Supplementary memorandum submitted by the Home Office

Question 12 (Chairman):

Around 80% of Home Office staff in central London are employed in policy areas, with around 20% in support functions, including finance, HR and IT. For the Review of Public Sector Relocation being undertaken by Sir Michael Lyons, it was estimated that up to 1,300 members of core Home Office staff potentially might need regular contact with Ministers or Parliament. The precise members of this group who at any one time would need such regular contact will vary as Ministers and Parliament focus on different issues. The survey did not investigate the number of staff in direct support of the group with regular contact with Ministers and Parliament. However, consideration of the functions needed, including administrative and secretarial help, the preparation and collation of research and statistics and corporate strategy and planning, suggests a requirement for perhaps [at least as] as many staff again. Nor did the survey provide any detailed information about the number of other staff whose work requires them to have frequent contact with other Government Departments or the Home Office's major stakeholders, many of which are based in London.

In the context of the Lyons Review, we are currently considering which functions from the core Office could be relocated out of London and the South East. These include around 5-600 posts engaged in various forms of caseworking. The decision whether to relocate any of these functions will of course depend on a full examination of the case for doing so, including value for money, affordability, and the wider balance of advantages and disadvantages.

Question 28 (Jon Trickett):

Clarification: The technical due diligence consultants would be liable to the funders to the extent of any failure in their duty of care in monitoring the project. They have no contractual duty of care to the PFI supplier AGP. AGP's main remedy would be against the builder Bouygues UK responsible for construction of the new building. Bouygues' performance is underwritten by their parent company Bouygues Construction SA. Bouygues also have warranties from their design consultants, sub-contractors and other suppliers.

Question 33 (Jon Trickett):

The due diligence process seeks to give the funders assurance that the project assumptions are robust, that there is no undue "optimum bias" in the consortium's plans and that all potential project risks have properly been taken into account. Due diligence will not provide certainty in the outcome of a building project-it is a mechanism for the funders to assess the risks associated with a deal.

It is possible for a department to commission due diligence on a preferred bidder's proposals before finalising a PFI deal. In the funding competition held for the redevelopment of the Treasury building in 1999, Exchequer Partnerships, the preferred bidder, in consultation with the Treasury, commissioned its own due diligence advisers. All the funding institutions involved in the competition agreed to use this one set of advisers.

Departments have a choice following the due diligence process. They can proceed with private funding with the associated risk transfer.

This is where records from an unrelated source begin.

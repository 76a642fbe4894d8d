//! Drives an axum `Router` in-process, without binding a socket.

use axum::{
    body::{to_bytes, Body},
    http::{header, Method, Request, StatusCode},
    Router,
};
use serde::Serialize;
use tower::ServiceExt;

/// Helper to build and execute HTTP requests against axum routers
pub struct TestRequest {
    method: Method,
    uri: String,
    body: Option<String>,
}

impl TestRequest {
    pub fn get(uri: &str) -> Self {
        Self {
            method: Method::GET,
            uri: uri.to_owned(),
            body: None,
        }
    }

    pub fn post(uri: &str) -> Self {
        Self {
            method: Method::POST,
            uri: uri.to_owned(),
            body: None,
        }
    }

    /// Add JSON body to the request
    pub fn json<T: Serialize>(mut self, data: &T) -> Self {
        self.body = Some(serde_json::to_string(data).expect("Failed to serialize JSON"));
        self
    }

    /// Execute the request against a router
    pub async fn send(self, app: Router) -> TestResponse {
        let mut builder = Request::builder().method(self.method).uri(self.uri);
        if self.body.is_some() {
            builder = builder.header(header::CONTENT_TYPE, "application/json");
        }

        let request = builder
            .body(Body::from(self.body.unwrap_or_default()))
            .expect("Failed to build request");

        let response = app
            .oneshot(request)
            .await
            .expect("Failed to execute request");

        let status = response.status();
        let body = to_bytes(response.into_body(), usize::MAX)
            .await
            .expect("Failed to read response body")
            .to_vec();
        TestResponse { status, body }
    }
}

/// A response with its body already read
pub struct TestResponse {
    status: StatusCode,
    body: Vec<u8>,
}

impl TestResponse {
    pub fn status(&self) -> u16 {
        self.status.as_u16()
    }

    pub fn json(&self) -> serde_json::Value {
        serde_json::from_slice(&self.body).expect("Failed to deserialize JSON response")
    }
}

Alternatively, they can decide to finance the senior debt themselves but still retain the risk that the due diligence process has not identified all risks and that the project cost overruns the project sponsor's assumptions.

Question 37 (Jon Cruddas):

At financial close, density of the Home Office estate was about 19.4m2 per person. Since then, the estate has reduced in size by 5% and more staff have been housed. Density for the estate has reduced to about 16.2m2 per person. Current conditions are cramped in places, with too little suitable support space. The 2MS design makes more efficient use of space, with improved amenities for staff such as more meeting space, a multi-faith prayer room and provision for breakout areas.

Question 39 (Jon Cruddas):

Clarification: The building size is fixed by planning consent, but the internal area is designed for flexible use. The number of deskspaces allocated is at its maximum size of 3,450 consistent with our other requirements for the building. The agreed maximum building capacity is 4,200 staff; should the type of work change and reduce the need for meeting space and other support space. In future we will increasingly look at hot-desking and other techniques for making good use of our space, which we will do in the context of overall effectiveness and delivery.

Question 40 (Jim Sheridan):

In 1999-2000 there were potentially three suitable sites available close to Parliament and other Ministerial HQs. These were Stag Place in Victoria, Elizabeth House site adjoining Waterloo Station, and 2 Marsham Street. Stag Place was more expensive and slightly smaller but we allowed the PFI bidders to consider it if they wished. Elizabeth House was ruled out by the then Home Secretary as being too inaccessible to Parliament and the rest of Whitehall. This is as mentioned in the NAO Report section 1.5.

We were aware that sites of suitable size but not suitable location were potentially available in London Docklands, Paddington and elsewhere. Precise site identification was not taken further than a list of suitable planning consents provided by our property advisers.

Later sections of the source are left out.